JP’s brief stint as caretaker of harlequin beetle eggs has nothing on what a young Chinese girl accomplishes with an injured crane in Ji-li Jiang and Julie Downing’s stirring picture book, Lotus & Feather (Ages 5-8), published at the tail end of last year but, in my opinion, perfectly suited to these early spring weeks. Jiang and Downing beautifully capture the self-articulated responsibility exhibited by a child towards an animal in need. Even more powerfully, their story reveals that this bond between child and animal can be mutually beneficial.
The story of a girl who rescues a crane after it is shot is as steeped in symbolism as it is in drama, drawing us deep into the characters’ emotional lives. When Lotus witnesses the magnificent bird collapse to the ground, she is alone. She is accustomed to solitude, a winter illness having “taken her voice” and seemingly destined her to an isolated, friendless life. Lotus’ only companions are a hand-fashioned reed whistle, with which she makes music, and the caring grandfather with whom she lives in the village. (Other reviewers have pointed out that the red scarves worn by Lotus and her classmates presume the time period to be the Chinese Cultural Revolution in the 1960s/70s.)
The grey, bleak, and quiet lake at which Lotus crouches to collect reeds mirrors her inner pain as much as it introduces the environmental message of the story. Just the day before, Lotus’ grandfather told her, “This lake used to be so alive…But now…it has been ruined by greedy fishermen and hunters, and by ignorant people who took over land where animals once lived.”
The sudden appearance of the endangered and regal crane in the desolate landscape—its “long, curved neck…crowned with a red top like a dazzling ruby”—is at once identified as a sign of hope and beauty to the sorrowful little girl, although we do not yet know just how important this gift will be. What we do understand is that Lotus’ silent exterior belies a feisty spirit: when she hears the gunshot and watches a poacher descend upon the injured bird, she makes “a noise like thunder” by drumming on her metal pail with a reed cutter. The poacher flees, and Lotus gathers up the bleeding bird and carries her home to her grandfather. (With each reading, my children seem to linger longer over the picture of the crane’s tragically listless body draped over Lotus’ arm).
It turns out Lotus’ grandfather has a history of rescuing animals, and he teaches Lotus how to care for the crane, how to feed it rice soup and keep it warm in a nest of blankets. What he doesn’t need to teach her is how to stroke its head the way he does when Lotus is sick. For three days, Lotus barely leaves the bird’s side, even sleeping beside him.

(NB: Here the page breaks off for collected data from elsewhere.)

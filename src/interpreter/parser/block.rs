use log::debug;

use crate::interpreter::{
    lexer::Token,
    parser::core::{ParseResult, Parser},
};

impl Parser<'_> {
    /// Parses an `if` statement.
    ///
    /// Grammar: `if := "if" "(" condition ")" "{" statement_list "}"`
    pub(in crate::interpreter::parser) fn parse_if(&mut self) -> ParseResult<()> {
        self.parse_guarded_block(&Token::If)
    }

    /// Parses a `while` statement.
    ///
    /// Grammar: `while := "while" "(" condition ")" "{" statement_list "}"`
    pub(in crate::interpreter::parser) fn parse_while(&mut self) -> ParseResult<()> {
        self.parse_guarded_block(&Token::While)
    }

    /// Shared body of `if` and `while`.
    ///
    /// The condition is fully evaluated but its result is discarded: the body
    /// executes exactly once, in a fresh scope, whatever the condition says,
    /// and a `while` body is never repeated.
    ///
    /// The scope is popped before the closing brace is matched. If the body
    /// fails, the scope stays on the stack.
    fn parse_guarded_block(&mut self, keyword: &Token) -> ParseResult<()> {
        self.expect(keyword)?;
        self.expect(&Token::LParen)?;
        let holds = self.parse_condition()?;
        self.expect(&Token::RParen)?;
        let line = self.expect(&Token::LBrace)?;

        debug!("line {line}: {keyword} condition is {holds}, body runs once");

        self.scopes.enter_scope();
        self.parse_statement_list()?;
        self.scopes.exit_scope().map_err(|e| e.at_line(self.line))?;

        self.expect(&Token::RBrace)?;
        Ok(())
    }
}
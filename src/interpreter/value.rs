/// Operator kinds.
///
/// Maps arithmetic and relational tokens onto the operators the evaluator
/// applies to values.
pub mod operator;

pub mod core;
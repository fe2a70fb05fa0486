//! Well-known small patterns, placed with their top-left corner near the origin.

use crate::{Generation, LifeError, Result};

pub struct Pattern {
    pub name: &'static str,
    /// `(row, column)` of every live cell.
    pub cells: &'static [(i32, i32)],
}

pub const PATTERNS: &[Pattern] = &[
    Pattern {
        name: "Block",
        cells: &[(0, 0), (0, 1), (1, 0), (1, 1)],
    },
    Pattern {
        name: "Beehive",
        cells: &[(0, 1), (0, 2), (1, 0), (1, 3), (2, 1), (2, 2)],
    },
    Pattern {
        name: "Blinker",
        cells: &[(0, 0), (0, 1), (0, 2)],
    },
    Pattern {
        name: "Toad",
        cells: &[(0, 1), (0, 2), (0, 3), (1, 0), (1, 1), (1, 2)],
    },
    Pattern {
        name: "Beacon",
        cells: &[(0, 0), (0, 1), (1, 0), (1, 1), (2, 2), (2, 3), (3, 2), (3, 3)],
    },
    Pattern {
        name: "Glider",
        cells: &[(0, 1), (1, 2), (2, 0), (2, 1), (2, 2)],
    },
    Pattern {
        name: "R-pentomino",
        cells: &[(0, 1), (0, 2), (1, 0), (1, 1), (2, 1)],
    },
    Pattern {
        name: "LWSS",
        cells: &[
            (0, 1),
            (0, 4),
            (1, 0),
            (2, 0),
            (2, 4),
            (3, 0),
            (3, 1),
            (3, 2),
            (3, 3),
        ],
    },
];

/// Looks a pattern up by name, ignoring case.
pub fn find(name: &str) -> Option<&'static Pattern> {
    PATTERNS.iter().find(|p| p.name.eq_ignore_ascii_case(name))
}

impl Pattern {
    pub fn generation(&self) -> Generation {
        Generation::from_cells(self.cells.iter().copied())
    }
}

impl Generation {
    pub fn from_pattern(name: &str) -> Result<Self> {
        find(name)
            .map(Pattern::generation)
            .ok_or_else(|| LifeError::UnknownPattern(name.to_string()))
    }
}
mod csv;
mod parse_text;
mod random;
mod record;

pub use record::Record;
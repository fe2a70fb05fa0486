use crate::{Cell, Generation, LifeError, Result};
use rand::{Rng, SeedableRng};

impl Generation {
    /// Create a field with random cells in `0..rows x 0..columns`
    ///
    /// `fill_rate` - probability of a cell to be alive, within `[0, 1]`
    ///
    /// `seed` - random seed (if `None`, then random seed is generated)
    pub fn random(rows: u16, columns: u16, fill_rate: f64, seed: Option<u64>) -> Result<Self> {
        if !(0.0..=1.0).contains(&fill_rate) {
            return Err(LifeError::FillRate(fill_rate));
        }
        let mut rng = if let Some(x) = seed {
            rand_chacha::ChaCha8Rng::seed_from_u64(x)
        } else {
            rand_chacha::ChaCha8Rng::from_entropy()
        };
        let mut result = Generation::new();
        for row in 0..rows {
            for column in 0..columns {
                if rng.gen_bool(fill_rate) {
                    result.set_alive(Cell::new(row.into(), column.into()), true);
                }
            }
        }
        log::debug!(
            "random soup {}x{}: {} live cells",
            rows,
            columns,
            result.count()
        );
        Ok(result)
    }
}
use std::ops::Range;

pub struct Config;

impl Config {
    pub const LIVE_CHAR: char = 'O';
    pub const DEAD_CHAR: char = '.';

    /// Bounding boxes taller than this are not rendered as a whole.
    pub const MAX_RENDER_ROWS: i64 = 50;
    /// Bounding boxes wider than this are not rendered as a whole.
    pub const MAX_RENDER_COLUMNS: i64 = 100;
    /// Window used instead of a too tall bounding box.
    pub const CLAMPED_ROWS: Range<i64> = -25..26;
    /// Window used instead of a too wide bounding box.
    pub const CLAMPED_COLUMNS: Range<i64> = -50..51;

    /// Characters of the text pattern format that denote a dead cell.
    pub const DEAD_GLYPHS: [char; 2] = ['_', '.'];

    pub const RECORD_VERSION: u32 = 1;
}
#![warn(clippy::all, clippy::cargo)]

mod cell;
mod config;
mod error;
mod generation;
pub mod patterns;
mod utils;

pub use cell::Cell;
pub use config::Config;
pub use error::{LifeError, Result};
pub use generation::Generation;
pub use utils::Record;
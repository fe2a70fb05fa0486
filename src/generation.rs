use crate::{Cell, Config, LifeError, Result};
use ahash::AHashSet as HashSet;
use std::ops::Range;

/// Game of Life on an unbounded grid.
///
/// Only live cells are stored, so the pattern may drift or grow in any
/// direction without hitting a border. Two generations are equal when their
/// live cells are equal; the generation counter takes no part in it.
#[derive(Clone, Debug, Default)]
pub struct Generation {
    live: HashSet<Cell>,
    generation: u64,
}

impl Generation {
    /// Creates a generation without live cells.
    pub fn new() -> Self {
        Self::default()
    }

    /// Creates a generation with the given live cells.
    pub fn from_cells<C: Into<Cell>>(cells: impl IntoIterator<Item = C>) -> Self {
        cells.into_iter().map(Into::into).collect()
    }

    /// Number of live neighbours of `cell`, the cell itself is not counted.
    fn neighbours_count(&self, cell: Cell) -> usize {
        cell.neighbours()
            .filter(|neighbour| self.live.contains(neighbour))
            .count()
    }

    fn update(&mut self) {
        // only cells next to a live one can have a non-zero neighbour count
        let agenda: HashSet<Cell> = self
            .live
            .iter()
            .flat_map(|&cell| cell.neighbourhood())
            .collect();

        let next = agenda
            .into_iter()
            .filter(|&cell| {
                let count = self.neighbours_count(cell);
                count == 3 || (count == 2 && self.live.contains(&cell))
            })
            .collect();

        self.live = next;
    }

    /// Advances the simulation by `steps` generations.
    ///
    /// Returns the generation counter after the update. A negative `steps`
    /// or a counter that would overflow is rejected before any update, and
    /// leaves the field untouched.
    pub fn advance(&mut self, steps: i64) -> Result<u64> {
        let count = u64::try_from(steps).map_err(|_| LifeError::NegativeSteps(steps))?;
        let generation = self
            .generation
            .checked_add(count)
            .ok_or(LifeError::GenerationOverflow(self.generation))?;

        for _ in 0..count {
            self.update();
        }
        self.generation = generation;
        log::debug!(
            "generation {}: population {}",
            self.generation,
            self.live.len()
        );
        Ok(self.generation)
    }

    /// Advances the simulation by a single generation.
    pub fn step(&mut self) -> Result<u64> {
        self.advance(1)
    }

    /// Number of updates applied since creation.
    pub fn generation(&self) -> u64 {
        self.generation
    }

    pub(crate) fn set_generation(&mut self, generation: u64) {
        self.generation = generation;
    }

    /// Number of live cells.
    pub fn count(&self) -> usize {
        self.live.len()
    }

    pub fn is_empty(&self) -> bool {
        self.live.is_empty()
    }

    pub fn is_alive(&self, cell: impl Into<Cell>) -> bool {
        self.live.contains(&cell.into())
    }

    /// Makes the cell alive or dead; setting the current state again is a no-op.
    pub fn set_alive(&mut self, cell: impl Into<Cell>, alive: bool) {
        let cell = cell.into();
        if alive {
            self.live.insert(cell);
        } else {
            self.live.remove(&cell);
        }
    }

    /// Live cells in no particular order.
    pub fn cells(&self) -> impl Iterator<Item = Cell> + Clone + '_ {
        self.live.iter().copied()
    }

    /// Live cells in row-major order.
    pub fn sorted_cells(&self) -> Vec<Cell> {
        let mut cells: Vec<Cell> = self.cells().collect();
        cells.sort_unstable();
        cells
    }

    fn span(&self, key: impl Fn(&Cell) -> i32) -> Range<i64> {
        let mut values = self.live.iter().map(|cell| i64::from(key(cell)));
        let Some(first) = values.next() else {
            return 0..0;
        };
        let (min, max) = values.fold((first, first), |(min, max), v| (min.min(v), max.max(v)));
        min..max + 1
    }

    /// Half-open range of rows holding live cells, `0..0` when there are none.
    pub fn row_range(&self) -> Range<i64> {
        self.span(Cell::row)
    }

    /// Half-open range of columns holding live cells, `0..0` when there are none.
    pub fn column_range(&self) -> Range<i64> {
        self.span(Cell::column)
    }

    /// Like [`Self::is_alive`], for coordinates that may lie off the grid.
    fn is_alive_at(&self, row: i64, column: i64) -> bool {
        match (i32::try_from(row), i32::try_from(column)) {
            (Ok(row), Ok(column)) => self.is_alive((row, column)),
            _ => false,
        }
    }

    /// Renders the given part of the field, one line per row.
    pub fn render_region(
        &self,
        rows: Range<i64>,
        columns: Range<i64>,
        live: char,
        dead: char,
    ) -> String {
        rows.map(|row| {
            columns
                .clone()
                .map(|column| {
                    if self.is_alive_at(row, column) {
                        live
                    } else {
                        dead
                    }
                })
                .collect::<String>()
        })
        .collect::<Vec<_>>()
        .join("\n")
    }

    /// Renders the bounding box of the live cells; boxes too large to print
    /// are replaced by a fixed window around the origin.
    pub fn render(&self, live: char, dead: char) -> String {
        let mut rows = self.row_range();
        let mut columns = self.column_range();
        if rows.end - rows.start > Config::MAX_RENDER_ROWS {
            rows = Config::CLAMPED_ROWS;
        }
        if columns.end - columns.start > Config::MAX_RENDER_COLUMNS {
            columns = Config::CLAMPED_COLUMNS;
        }
        self.render_region(rows, columns, live, dead)
    }
}

impl PartialEq for Generation {
    fn eq(&self, other: &Self) -> bool {
        self.live == other.live
    }
}

impl Eq for Generation {}

impl FromIterator<Cell> for Generation {
    fn from_iter<I: IntoIterator<Item = Cell>>(iter: I) -> Self {
        Self {
            live: iter.into_iter().collect(),
            generation: 0,
        }
    }
}

impl Extend<Cell> for Generation {
    fn extend<I: IntoIterator<Item = Cell>>(&mut self, iter: I) {
        self.live.extend(iter);
    }
}

impl std::fmt::Display for Generation {
    fn fmt(&self, f: &mut std::fmt::Formatter<'_>) -> std::fmt::Result {
        f.write_str(&self.render(Config::LIVE_CHAR, Config::DEAD_CHAR))
    }
}

#[cfg(test)]
mod tests {
    use super::*;

    const BLOCK: [(i32, i32); 4] = [(0, 0), (0, 1), (1, 0), (1, 1)];
    const BLINKER: [(i32, i32); 3] = [(0, 0), (0, 1), (0, 2)];
    const GLIDER: [(i32, i32); 5] = [(0, 1), (1, 2), (2, 0), (2, 1), (2, 2)];

    #[test]
    fn test_empty_stays_empty() {
        let mut life = Generation::new();
        assert_eq!(life.advance(10).unwrap(), 10);
        assert_eq!(life.count(), 0);
        assert_eq!(life.step().unwrap(), 11);
        assert!(life.is_empty());
    }

    #[test]
    fn test_block_is_still() {
        let mut life = Generation::from_cells(BLOCK);
        life.step().unwrap();
        assert_eq!(life, Generation::from_cells(BLOCK));
        assert_eq!(life.generation(), 1);
    }

    #[test]
    fn test_blinker_oscillates() {
        let mut life = Generation::from_cells(BLINKER);
        life.step().unwrap();
        assert_eq!(life, Generation::from_cells([(-1, 1), (0, 1), (1, 1)]));
        life.step().unwrap();
        assert_eq!(life, Generation::from_cells(BLINKER));
    }

    #[test]
    fn test_glider_translates() {
        let mut life = Generation::from_cells(GLIDER);
        assert_eq!(life.advance(4).unwrap(), 4);
        let shifted = Generation::from_cells(GLIDER.map(|(r, c)| (r + 1, c + 1)));
        assert_eq!(life, shifted);
    }

    #[test]
    fn test_glider_crosses_origin() {
        let start = GLIDER.map(|(r, c)| (r - 40, c - 40));
        let mut life = Generation::from_cells(start);
        life.advance(160).unwrap();
        assert_eq!(life, Generation::from_cells(GLIDER));
        assert_eq!(life.row_range(), 0..3);
    }

    #[test]
    fn test_negative_steps_rejected() {
        let mut life = Generation::from_cells(BLINKER);
        life.step().unwrap();
        let before = life.clone();
        assert!(matches!(life.advance(-1), Err(LifeError::NegativeSteps(-1))));
        assert_eq!(life, before);
        assert_eq!(life.generation(), 1);
        assert_eq!(life.advance(0).unwrap(), 1);
    }

    #[test]
    fn test_counter_overflow_rejected() {
        let mut life = Generation::from_cells(BLINKER);
        life.set_generation(u64::MAX - 1);
        assert_eq!(life.step().unwrap(), u64::MAX);
        let before = life.clone();
        assert!(matches!(
            life.step(),
            Err(LifeError::GenerationOverflow(u64::MAX))
        ));
        assert!(life.advance(i64::MAX).is_err());
        assert_eq!(life, before);
        assert_eq!(life.generation(), u64::MAX);
        assert_eq!(life.advance(0).unwrap(), u64::MAX);
    }

    #[test]
    fn test_set_alive_is_idempotent() {
        let mut life = Generation::new();
        life.set_alive((2, -3), true);
        life.set_alive((2, -3), true);
        assert_eq!(life.count(), 1);
        assert!(life.is_alive(Cell::new(2, -3)));

        life.set_alive((7, 7), false);
        assert_eq!(life.count(), 1);
        life.set_alive((2, -3), false);
        assert!(life.is_empty());
    }

    #[test]
    fn test_equality_ignores_counter() {
        let mut a = Generation::from_cells(BLOCK);
        a.advance(3).unwrap();
        let b = Generation::from_cells(BLOCK);
        assert_eq!(a, b);
        assert_ne!(a.generation(), b.generation());
    }

    #[test]
    fn test_clone_is_independent() {
        let original = Generation::from_cells(BLINKER);
        let mut copy = original.clone();
        copy.set_alive((5, 5), true);
        copy.step().unwrap();
        assert_eq!(original, Generation::from_cells(BLINKER));
        assert_eq!(original.generation(), 0);
    }

    #[test]
    fn test_ranges() {
        let life = Generation::new();
        assert_eq!(life.row_range(), 0..0);
        assert_eq!(life.column_range(), 0..0);

        let life = Generation::from_cells([(-3, 4), (2, -1), (0, 10)]);
        assert_eq!(life.row_range(), -3..3);
        assert_eq!(life.column_range(), -1..11);
    }

    #[test]
    fn test_ranges_at_grid_bounds() {
        let life = Generation::from_cells([(0, i32::MAX)]);
        assert_eq!(life.column_range(), i64::from(i32::MAX)..i64::from(i32::MAX) + 1);
        assert_eq!(life.row_range(), 0..1);

        let life = Generation::from_cells([(i32::MIN, i32::MIN), (i32::MAX, i32::MAX)]);
        assert_eq!(life.row_range(), i64::from(i32::MIN)..i64::from(i32::MAX) + 1);
        assert_eq!(life.column_range(), i64::from(i32::MIN)..i64::from(i32::MAX) + 1);
    }

    #[test]
    fn test_display_at_grid_bounds() {
        let life = Generation::from_cells([(i32::MIN, 0), (i32::MAX - 1, 0)]);
        let text = life.to_string();
        assert_eq!(text.lines().count(), 51);
        assert!(text.lines().all(|line| line == "."));

        let life = Generation::from_cells([(i32::MAX, i32::MAX)]);
        assert_eq!(life.to_string(), "O");
        assert_eq!(
            life.render_region(i64::from(i32::MAX)..i64::from(i32::MAX) + 2, 0..1, 'O', '.'),
            ".\n."
        );
    }

    #[test]
    fn test_render_region() {
        let life = Generation::from_cells(GLIDER);
        assert_eq!(life.render_region(0..3, 0..3, '#', ' '), " # \n  #\n###");
        assert_eq!(life.render_region(-1..0, 0..2, '#', '-'), "--");
        assert_eq!(life.render_region(0..0, 0..3, '#', '-'), "");
    }

    #[test]
    fn test_display() {
        let life = Generation::from_cells(BLINKER);
        assert_eq!(life.to_string(), "OOO");
        assert_eq!(Generation::new().to_string(), "");

        let life = Generation::from_cells([(-100, 0), (100, 0)]);
        let text = life.to_string();
        assert_eq!(text.lines().count(), 51);
        assert!(text.lines().all(|line| line == "."));
    }

    #[test]
    fn test_display_clamps_columns() {
        let life = Generation::from_cells([(0, -500), (0, 0), (0, 500)]);
        let text = life.to_string();
        assert_eq!(text.chars().count(), 101);
        assert_eq!(text.chars().nth(50), Some('O'));
        assert_eq!(text.matches('O').count(), 1);
    }

    #[test]
    fn test_cells_snapshot() {
        let life = Generation::from_cells(GLIDER);
        let cells = life.cells();
        assert_eq!(cells.clone().count(), 5);
        assert_eq!(cells.count(), 5);
        let sorted: Vec<(i32, i32)> = life.sorted_cells().into_iter().map(Into::into).collect();
        assert_eq!(sorted, GLIDER.to_vec());
    }
}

As the crane—whom Lotus names Feather—begins his rehabilitation, there blooms a beautiful friendship, one marked by trust, companionship and music, as Feather learns to dance to the sound of Lotus’ reed whistle. The friendship sets into motion a chain reaction, as Lotus’ classmates begin to hang around Lotus, seeing playfulness and courage where once they saw only silence. Whether Lotus is saving Feather or Feather is saving Lotus becomes deliciously, perfectly blurred, as in the case of all the best friendships.
The transformative power of compassion—that a single act of love yields countless others—continues throughout the story, coming to a head in a scene inspired by true events. When a nearby earthquake causes flooding in Lotus’ village in the middle of the night, Feather is the first to realize the front steps are underwater. His insistent crowing not only alerts Lotus and her grandfather, but becomes a warning cry to the other villagers, as Lotus and her grandfather jump into their boat and row down the rapidly flooding roads. That night, “over three hundred villagers were saved. Feather was the hero.”
The warmly rendered watercolors pay homage to the passage of time on every page, as the barren land of late fall gives way to the powdery snow of winter gives way to the rebirth of spring, a time marked (among other things) by the appearance of migrant birds on their return journey north for summer. The cyclical journey seems also to echo Lotus’ decision to play hero once more to her friend—this time in encouraging Feather to join the migrating birds. “She didn’t want her friend to leave, but she knew she would never separate him from his home and family.”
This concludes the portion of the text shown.